CAD programs do it so simply but to come up with an equation for the arc has me lost. I basically need to find the circle center location that lies on a normal line of the quadratic that intersects a line offset to the main line by distance r.

11441
 
Yes, that is exactly what you want to do. Given the line \(\displaystyle y= cx+ d\) (don't forget the "y") a line perpendicular to it at \(\displaystyle x= x_0\) is of the form \(\displaystyle y= (-1/c)(x- x_0)+ cx_0+ d\). Given the parabola \(\displaystyle y= ax^2+ bx\) a line perpendicular to it at \(\displaystyle x= x_1\) is of the form \(\displaystyle y= (-1/(2x_1+ b))(x- x_1)+ ax_1^2+ bx_1\).
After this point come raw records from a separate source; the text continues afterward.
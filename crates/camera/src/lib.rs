//! Stillwatch Camera
//!
//! Owns the physical capture device and serializes every access to it.
//!
//! # Architecture
//!
//! ```text
//! ┌──────────────┐ ┌──────────────┐ ┌──────────────┐
//! │ Orchestrator │ │  Calibrator  │ │   Requests   │
//! └──────┬───────┘ └──────┬───────┘ └──────┬───────┘
//!        │                │         PreviewCache
//!        ▼                ▼                ▼
//! ┌─────────────────────────────────────────────────┐
//! │ CameraResource   (one lock, one device call)    │
//! │  ┌───────────────────────────────────────────┐  │
//! │  │ dyn CameraBackend (V4L2 / synthetic)      │  │
//! │  └───────────────────────────────────────────┘  │
//! └─────────────────────────────────────────────────┘
//! ```

pub mod backend;
pub mod preview;
pub mod resource;
pub mod synthetic;
#[cfg(feature = "v4l")]
pub mod v4l2;

pub use backend::CameraBackend;
pub use preview::{Preview, PreviewCache};
pub use resource::{CameraResource, DeviceState, ResourceStats};
pub use synthetic::{Block, SceneHandle, SyntheticCamera};
#[cfg(feature = "v4l")]
pub use v4l2::V4l2Camera;
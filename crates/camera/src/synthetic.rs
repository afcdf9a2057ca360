//! Synthetic camera backend.
//!
//! Renders a flat background with rectangular blocks into both streams.
//! The scene is shared through a [`SceneHandle`] so a simulator or a test
//! can move blocks, change the light level, and inject device failures
//! while the engine is running.

use std::sync::{Arc, Mutex, MutexGuard};

use stillwatch_common::error::{StillwatchError, StillwatchResult};
use stillwatch_model::{ControlSet, Frame, StreamId};

use crate::backend::CameraBackend;

/// A filled rectangle in lores pixel coordinates.
#[derive(Debug, Clone, Copy, PartialEq, Eq)]
pub struct Block {
    pub x: u32,
    pub y: u32,
    pub width: u32,
    pub height: u32,
    pub luma: u8,
}

impl Block {
    pub fn new(x: u32, y: u32, width: u32, height: u32, luma: u8) -> Self {
        Self {
            x,
            y,
            width,
            height,
            luma,
        }
    }
}

#[derive(Debug, Default)]
struct Scene {
    background: u8,
    blocks: Vec<Block>,

    fail_opens: u32,
    fail_starts: u32,
    fail_captures: u32,
    fail_main_captures: u32,
    fail_controls: u32,
    panic_captures: u32,

    open_attempts: u32,
    close_calls: u32,
    lores_captures: u64,
    main_captures: u64,
    control_writes: Vec<ControlSet>,
    applied: ControlSet,
}

/// Shared control over a [`SyntheticCamera`]'s scene and fault injection.
#[derive(Debug, Clone, Default)]
pub struct SceneHandle {
    inner: Arc<Mutex<Scene>>,
}

impl SceneHandle {
    fn lock(&self) -> MutexGuard<'_, Scene> {
        self.inner.lock().unwrap_or_else(|e| e.into_inner())
    }

    /// Uniform background luminance.
    pub fn set_background(&self, luma: u8) {
        self.lock().background = luma;
    }

    pub fn set_blocks(&self, blocks: Vec<Block>) {
        self.lock().blocks = blocks;
    }

    pub fn add_block(&self, block: Block) {
        self.lock().blocks.push(block);
    }

    pub fn clear_blocks(&self) {
        self.lock().blocks.clear();
    }

    /// Fail the next `n` open calls.
    pub fn fail_next_opens(&self, n: u32) {
        self.lock().fail_opens = n;
    }

    /// Fail the next `n` start calls.
    pub fn fail_next_starts(&self, n: u32) {
        self.lock().fail_starts = n;
    }

    /// Fail the next `n` captures on either stream.
    pub fn fail_next_captures(&self, n: u32) {
        self.lock().fail_captures = n;
    }

    /// Fail the next `n` main-stream captures only.
    pub fn fail_next_main_captures(&self, n: u32) {
        self.lock().fail_main_captures = n;
    }

    /// Fail the next `n` control writes.
    pub fn fail_next_control_writes(&self, n: u32) {
        self.lock().fail_controls = n;
    }

    /// Panic inside the next `n` captures, as a misbehaving driver might.
    pub fn panic_next_captures(&self, n: u32) {
        self.lock().panic_captures = n;
    }

    pub fn open_attempts(&self) -> u32 {
        self.lock().open_attempts
    }

    pub fn close_calls(&self) -> u32 {
        self.lock().close_calls
    }

    pub fn lores_captures(&self) -> u64 {
        self.lock().lores_captures
    }

    pub fn main_captures(&self) -> u64 {
        self.lock().main_captures
    }

    /// Every control set written, in order.
    pub fn control_writes(&self) -> Vec<ControlSet> {
        self.lock().control_writes.clone()
    }

    /// The accumulated state of all control writes.
    pub fn applied_controls(&self) -> ControlSet {
        self.lock().applied.clone()
    }
}

/// A camera that renders a [`SceneHandle`]'s scene.
pub struct SyntheticCamera {
    scene: SceneHandle,
    main_size: (u32, u32),
    lores_size: (u32, u32),
    open: bool,
    streaming: bool,
}

impl SyntheticCamera {
    pub fn new(main_size: (u32, u32), lores_size: (u32, u32)) -> Self {
        let scene = SceneHandle::default();
        scene.set_background(128);
        Self {
            scene,
            main_size,
            lores_size,
            open: false,
            streaming: false,
        }
    }

    pub fn scene(&self) -> SceneHandle {
        self.scene.clone()
    }

    fn render_luma(scene: &Scene, width: u32, height: u32, scale: (f64, f64)) -> Vec<u8> {
        let mut luma = vec![scene.background; width as usize * height as usize];
        for block in &scene.blocks {
            let x0 = ((block.x as f64 * scale.0) as u32).min(width);
            let y0 = ((block.y as f64 * scale.1) as u32).min(height);
            let x1 = (((block.x + block.width) as f64 * scale.0) as u32).min(width);
            let y1 = (((block.y + block.height) as f64 * scale.1) as u32).min(height);
            for y in y0..y1 {
                let row = y as usize * width as usize;
                luma[row + x0 as usize..row + x1 as usize].fill(block.luma);
            }
        }
        luma
    }
}

impl CameraBackend for SyntheticCamera {
    fn name(&self) -> &str {
        "synthetic"
    }

    fn open(&mut self) -> StillwatchResult<()> {
        let mut scene = self.scene.lock();
        scene.open_attempts += 1;
        if scene.fail_opens > 0 {
            scene.fail_opens -= 1;
            return Err(StillwatchError::camera("synthetic open failure"));
        }
        if self.open {
            return Err(StillwatchError::camera("camera already acquired"));
        }
        self.open = true;
        Ok(())
    }

    fn close(&mut self) -> StillwatchResult<()> {
        self.scene.lock().close_calls += 1;
        self.open = false;
        self.streaming = false;
        Ok(())
    }

    fn start(&mut self) -> StillwatchResult<()> {
        let mut scene = self.scene.lock();
        if scene.fail_starts > 0 {
            scene.fail_starts -= 1;
            return Err(StillwatchError::camera("synthetic start failure"));
        }
        if !self.open {
            return Err(StillwatchError::camera("camera not acquired"));
        }
        self.streaming = true;
        Ok(())
    }

    fn stop(&mut self) -> StillwatchResult<()> {
        self.streaming = false;
        Ok(())
    }

    fn capture(&mut self, stream: StreamId) -> StillwatchResult<Frame> {
        let mut scene = self.scene.lock();
        if !self.streaming {
            return Err(StillwatchError::camera("camera not streaming"));
        }
        if scene.fail_captures > 0 {
            scene.fail_captures -= 1;
            return Err(StillwatchError::camera("synthetic capture failure"));
        }
        if scene.panic_captures > 0 {
            scene.panic_captures -= 1;
            drop(scene);
            panic!("synthetic capture panic");
        }

        match stream {
            StreamId::Lores => {
                scene.lores_captures += 1;
                let (w, h) = self.lores_size;
                let luma = Self::render_luma(&scene, w, h, (1.0, 1.0));
                Frame::lores_from_luma(w, h, luma)
            }
            StreamId::Main => {
                if scene.fail_main_captures > 0 {
                    scene.fail_main_captures -= 1;
                    return Err(StillwatchError::camera("synthetic main capture failure"));
                }
                scene.main_captures += 1;
                let (w, h) = self.main_size;
                let scale = (
                    w as f64 / self.lores_size.0 as f64,
                    h as f64 / self.lores_size.1 as f64,
                );
                let luma = Self::render_luma(&scene, w, h, scale);
                let rgb = luma.iter().flat_map(|&v| [v, v, v]).collect();
                Frame::new(StreamId::Main, w, h, rgb)
            }
        }
    }

    fn set_controls(&mut self, controls: &ControlSet) -> StillwatchResult<()> {
        let mut scene = self.scene.lock();
        if scene.fail_controls > 0 {
            scene.fail_controls -= 1;
            return Err(StillwatchError::camera("synthetic control write failure"));
        }
        scene.control_writes.push(controls.clone());
        scene.applied.merge(controls);
        Ok(())
    }

    fn stream_size(&self, stream: StreamId) -> (u32, u32) {
        match stream {
            StreamId::Main => self.main_size,
            StreamId::Lores => self.lores_size,
        }
    }
}

#[cfg(test)]
mod tests {
    use super::*;

    #[test]
    fn blocks_render_into_both_streams() {
        let mut camera = SyntheticCamera::new((80, 40), (40, 20));
        let scene = camera.scene();
        scene.set_background(10);
        scene.add_block(Block::new(5, 5, 10, 4, 200));

        camera.open().unwrap();
        camera.start().unwrap();

        let lores = camera.capture(StreamId::Lores).unwrap();
        let luma = lores.luma_plane().unwrap();
        assert_eq!(luma.iter().filter(|&&v| v == 200).count(), 40);
        assert_eq!(luma[0], 10);

        let main = camera.capture(StreamId::Main).unwrap();
        let lit = main.as_bytes().chunks(3).filter(|px| px[0] == 200).count();
        assert_eq!(lit, 160);
    }

    #[test]
    fn second_open_without_close_is_refused() {
        let mut camera = SyntheticCamera::new((8, 8), (4, 4));
        camera.open().unwrap();
        assert!(camera.open().is_err());
        camera.close().unwrap();
        camera.open().unwrap();
    }

    #[test]
    fn injected_failures_are_consumed() {
        let mut camera = SyntheticCamera::new((8, 8), (4, 4));
        let scene = camera.scene();
        scene.fail_next_opens(2);
        assert!(camera.open().is_err());
        assert!(camera.open().is_err());
        camera.open().unwrap();
        assert_eq!(scene.open_attempts(), 3);
    }
}
//! Ambient-light calibration.
//!
//! Samples the lores luminance on a fixed period and switches the camera
//! between the DAY, DUSK and NIGHT profiles. Requests reach the loop over
//! its command channel, so the loop is the only writer of the active
//! profile.

use std::sync::atomic::{AtomicBool, Ordering};
use std::sync::Arc;
use std::time::Duration;

use tokio::sync::{mpsc, oneshot};
use tokio::task::JoinHandle;
use tokio::time::Instant;

use stillwatch_camera::CameraResource;
use stillwatch_common::config::CalibrationConfig;
use stillwatch_common::error::{StillwatchError, StillwatchResult};
use stillwatch_model::{CameraProfile, ControlSet, StreamId};

use crate::cancel::{deadline_after, sleep_unless_stopped, STOP_POLL_INTERVAL};
use crate::state::SystemState;

const COMMAND_QUEUE: usize = 8;

#[derive(Debug)]
pub enum CalibrationCommand {
    /// Sample and classify now instead of at the end of the period.
    Trigger,
    /// Apply a profile without sampling.
    Force {
        profile: CameraProfile,
        reply: oneshot::Sender<StillwatchResult<()>>,
    },
}

enum Wake {
    Elapsed,
    Stopped,
    Command(CalibrationCommand),
}

pub struct Calibrator {
    camera: Arc<CameraResource>,
    state: Arc<SystemState>,
    config: CalibrationConfig,
    stop: Arc<AtomicBool>,
    commands: mpsc::Receiver<CalibrationCommand>,
    commands_open: bool,
    active: Option<CameraProfile>,
}

impl Calibrator {
    pub fn new(
        camera: Arc<CameraResource>,
        state: Arc<SystemState>,
        config: CalibrationConfig,
    ) -> (Self, mpsc::Sender<CalibrationCommand>) {
        let (tx, rx) = mpsc::channel(COMMAND_QUEUE);
        let calibrator = Self {
            camera,
            state,
            config,
            stop: Arc::new(AtomicBool::new(false)),
            commands: rx,
            commands_open: true,
            active: None,
        };
        (calibrator, tx)
    }

    /// Spawn the loop on the current runtime.
    pub fn spawn(
        camera: Arc<CameraResource>,
        state: Arc<SystemState>,
        config: CalibrationConfig,
        join_timeout: Duration,
    ) -> CalibratorHandle {
        let (calibrator, commands) = Self::new(camera, state, config);
        let stop = calibrator.stop.clone();
        let task = tokio::spawn(calibrator.run());
        CalibratorHandle {
            commands,
            stop,
            join_timeout,
            task: Some(task),
        }
    }

    pub async fn run(mut self) {
        tracing::info!(
            enabled = self.config.enabled,
            period_secs = self.config.period_secs,
            "Calibrator started"
        );

        // With automatic sampling disabled the loop only serves commands.
        let enabled = self.config.enabled;
        if self.wait_for_streaming().await {
            let mut next = enabled.then(|| deadline_after(self.config.settle())).flatten();
            while self.idle_until(next).await {
                self.run_cycle().await;
                next = enabled.then(|| deadline_after(self.config.period())).flatten();
            }
        }

        tracing::info!(active = ?self.active, "Calibrator stopped");
    }

    /// Serve commands until the camera streams. Returns false when stopped.
    async fn wait_for_streaming(&mut self) -> bool {
        loop {
            if self.camera.is_streaming() {
                return true;
            }
            match self.wait(deadline_after(STOP_POLL_INTERVAL)).await {
                Wake::Stopped => return false,
                Wake::Elapsed => {}
                Wake::Command(CalibrationCommand::Trigger) => {
                    tracing::debug!("Calibration trigger ignored; camera not streaming");
                }
                Wake::Command(CalibrationCommand::Force { profile, reply }) => {
                    let result = self.apply(profile, "forced").await;
                    let _ = reply.send(result);
                }
            }
        }
    }

    /// Serve commands until `deadline` passes or a trigger arrives.
    /// `None` waits for a trigger only. Returns false when stopped.
    async fn idle_until(&mut self, deadline: Option<Instant>) -> bool {
        loop {
            match self.wait(deadline).await {
                Wake::Stopped => return false,
                Wake::Elapsed | Wake::Command(CalibrationCommand::Trigger) => return true,
                Wake::Command(CalibrationCommand::Force { profile, reply }) => {
                    let result = self.apply(profile, "forced").await;
                    let _ = reply.send(result);
                }
            }
        }
    }

    async fn wait(&mut self, deadline: Option<Instant>) -> Wake {
        loop {
            if self.stop.load(Ordering::SeqCst) {
                return Wake::Stopped;
            }
            let slice = match deadline {
                Some(deadline) => {
                    let now = Instant::now();
                    if now >= deadline {
                        return Wake::Elapsed;
                    }
                    (deadline - now).min(STOP_POLL_INTERVAL)
                }
                None => STOP_POLL_INTERVAL,
            };

            tokio::select! {
                command = self.commands.recv(), if self.commands_open => match command {
                    Some(command) => return Wake::Command(command),
                    None => self.commands_open = false,
                },
                _ = tokio::time::sleep(slice) => {}
            }
        }
    }

    /// Sample, classify, and switch profile if the class changed.
    async fn run_cycle(&mut self) {
        let mean = match self.sample().await {
            Ok(mean) => mean,
            Err(e) => {
                tracing::warn!(error = %e, active = ?self.active, "Calibration sample failed");
                return;
            }
        };

        let profile =
            CameraProfile::classify_with_hysteresis(mean, self.active, self.config.hysteresis);
        tracing::debug!(mean_luma = mean, %profile, "Calibration sample");

        if self.active == Some(profile) {
            return;
        }
        if let Err(e) = self.apply(profile, "luminance").await {
            tracing::warn!(error = %e, %profile, active = ?self.active, "Failed to apply camera profile");
        }
    }

    async fn sample(&self) -> StillwatchResult<f64> {
        let frame = self.camera.capture_frame(StreamId::Lores).await?;
        frame.mean_luma()
    }

    /// Two device writes: re-enable AWB, then the profile's controls.
    async fn apply(&mut self, profile: CameraProfile, reason: &'static str) -> StillwatchResult<()> {
        self.camera.set_controls(&ControlSet::awb_reset()).await?;
        if !sleep_unless_stopped(self.config.awb_reset_pause(), &self.stop).await {
            return Err(StillwatchError::calibration(
                "stopped before the profile was written",
            ));
        }
        self.camera.set_controls(&profile.controls()).await?;

        let previous = self.active.replace(profile);
        self.state.set_active_profile(Some(profile));
        tracing::info!(from = ?previous, to = %profile, reason, "Camera profile applied");
        Ok(())
    }
}

/// Owner-side handle to the calibrator loop.
pub struct CalibratorHandle {
    commands: mpsc::Sender<CalibrationCommand>,
    stop: Arc<AtomicBool>,
    join_timeout: Duration,
    task: Option<JoinHandle<()>>,
}

impl CalibratorHandle {
    /// Ask for an immediate calibration cycle.
    pub async fn trigger(&self) -> StillwatchResult<()> {
        self.commands
            .send(CalibrationCommand::Trigger)
            .await
            .map_err(|_| StillwatchError::calibration("calibrator is not running"))
    }

    /// Apply `profile` now and wait for the device writes to finish.
    pub async fn force(&self, profile: CameraProfile) -> StillwatchResult<()> {
        let (reply, response) = oneshot::channel();
        self.commands
            .send(CalibrationCommand::Force { profile, reply })
            .await
            .map_err(|_| StillwatchError::calibration("calibrator is not running"))?;
        response
            .await
            .map_err(|_| StillwatchError::calibration("calibrator stopped before replying"))?
    }

    pub async fn stop(mut self) {
        self.stop.store(true, Ordering::SeqCst);
        let Some(mut task) = self.task.take() else {
            return;
        };
        match tokio::time::timeout(self.join_timeout, &mut task).await {
            Ok(Ok(())) => {}
            Ok(Err(e)) => tracing::warn!(error = %e, "Calibrator panicked or was cancelled"),
            Err(_) => {
                tracing::warn!(
                    timeout_ms = self.join_timeout.as_millis() as u64,
                    "Calibrator did not stop in time; aborting"
                );
                task.abort();
            }
        }
    }
}

impl Drop for CalibratorHandle {
    fn drop(&mut self) {
        self.stop.store(true, Ordering::SeqCst);
    }
}

#[cfg(test)]
mod tests {
    use super::*;
    use stillwatch_camera::{SceneHandle, SyntheticCamera};

    fn config() -> CalibrationConfig {
        CalibrationConfig {
            enabled: true,
            period_secs: 3600,
            settle_secs: 0,
            awb_reset_pause_ms: 1,
            hysteresis: 0.0,
        }
    }

    async fn streaming() -> (Arc<CameraResource>, SceneHandle) {
        let camera = SyntheticCamera::new((32, 24), (16, 12));
        let scene = camera.scene();
        let camera = Arc::new(CameraResource::new(Box::new(camera)));
        camera.open().await.unwrap();
        camera.start().await.unwrap();
        (camera, scene)
    }

    #[tokio::test]
    async fn first_cycle_applies_in_two_writes() {
        let (camera, scene) = streaming().await;
        scene.set_background(200);
        let state = Arc::new(SystemState::new());
        let (mut calibrator, _tx) = Calibrator::new(camera, state.clone(), config());

        calibrator.run_cycle().await;

        let writes = scene.control_writes();
        assert_eq!(writes.len(), 2);
        assert_eq!(writes[0], ControlSet::awb_reset());
        assert_eq!(writes[1], CameraProfile::Day.controls());
        assert_eq!(scene.applied_controls(), CameraProfile::Day.controls());
        assert_eq!(state.active_profile(), Some(CameraProfile::Day));
    }

    #[tokio::test]
    async fn unchanged_class_writes_nothing() {
        let (camera, scene) = streaming().await;
        scene.set_background(100);
        let state = Arc::new(SystemState::new());
        let (mut calibrator, _tx) = Calibrator::new(camera, state.clone(), config());

        calibrator.run_cycle().await;
        scene.set_background(120);
        calibrator.run_cycle().await;

        assert_eq!(scene.control_writes().len(), 2);
        assert_eq!(state.active_profile(), Some(CameraProfile::Dusk));

        scene.set_background(30);
        calibrator.run_cycle().await;
        assert_eq!(scene.control_writes().len(), 4);
        assert_eq!(state.active_profile(), Some(CameraProfile::Night));
    }

    #[tokio::test]
    async fn failed_write_keeps_previous_profile() {
        let (camera, scene) = streaming().await;
        scene.set_background(200);
        let state = Arc::new(SystemState::new());
        let (mut calibrator, _tx) = Calibrator::new(camera, state.clone(), config());
        calibrator.run_cycle().await;

        scene.set_background(10);
        scene.fail_next_control_writes(1);
        calibrator.run_cycle().await;
        assert_eq!(state.active_profile(), Some(CameraProfile::Day));
    }

    #[tokio::test]
    async fn force_and_trigger_over_the_channel() {
        let (camera, scene) = streaming().await;
        scene.set_background(200);
        let state = Arc::new(SystemState::new());
        let handle = Calibrator::spawn(camera, state.clone(), config(), Duration::from_secs(2));

        // Wait for the first automatic cycle.
        for _ in 0..100 {
            if state.active_profile().is_some() {
                break;
            }
            tokio::time::sleep(Duration::from_millis(10)).await;
        }
        assert_eq!(state.active_profile(), Some(CameraProfile::Day));

        handle.force(CameraProfile::Night).await.unwrap();
        assert_eq!(state.active_profile(), Some(CameraProfile::Night));
        assert_eq!(
            scene.applied_controls().exposure_time_us,
            CameraProfile::Night.controls().exposure_time_us
        );

        handle.trigger().await.unwrap();
        for _ in 0..100 {
            if state.active_profile() == Some(CameraProfile::Day) {
                break;
            }
            tokio::time::sleep(Duration::from_millis(10)).await;
        }
        assert_eq!(state.active_profile(), Some(CameraProfile::Day));

        handle.stop().await;
    }
}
To determine the point where the two lines intersect, solve \(\displaystyle (-1/c)(x- x_0)+ cx_0+ d=(-1/(2x_1+ b))(x- x_1)+ ax_1^2+ bx_1\) for x. Determine the distances from \(\displaystyle x_0\) and \(\displaystyle x_1\) to the point of intersection and set them equal to determine \(\displaystyle x_0\) and \(\displaystyle x_1\).
 
Thank you for the reply, I'm still a little confused. Are you just saying plot everything out and see where they intersect? What are the values of x0 and x1
 
I didn't say anything about plotting! I told you how to find \(\displaystyle x_1\) and \(\displaystyle x_0\). So you want the answer, not how to find it yourself? That's tedious but pretty straight forward. I said "solve \(\displaystyle (−1/c)(x−x_0)+cx_0+d=(−1/(2x_1+b))(x−x_1)+ax^2_1+bx_1\)". That's a linear equation to be solved for x. Do you know how to solve a linear equation.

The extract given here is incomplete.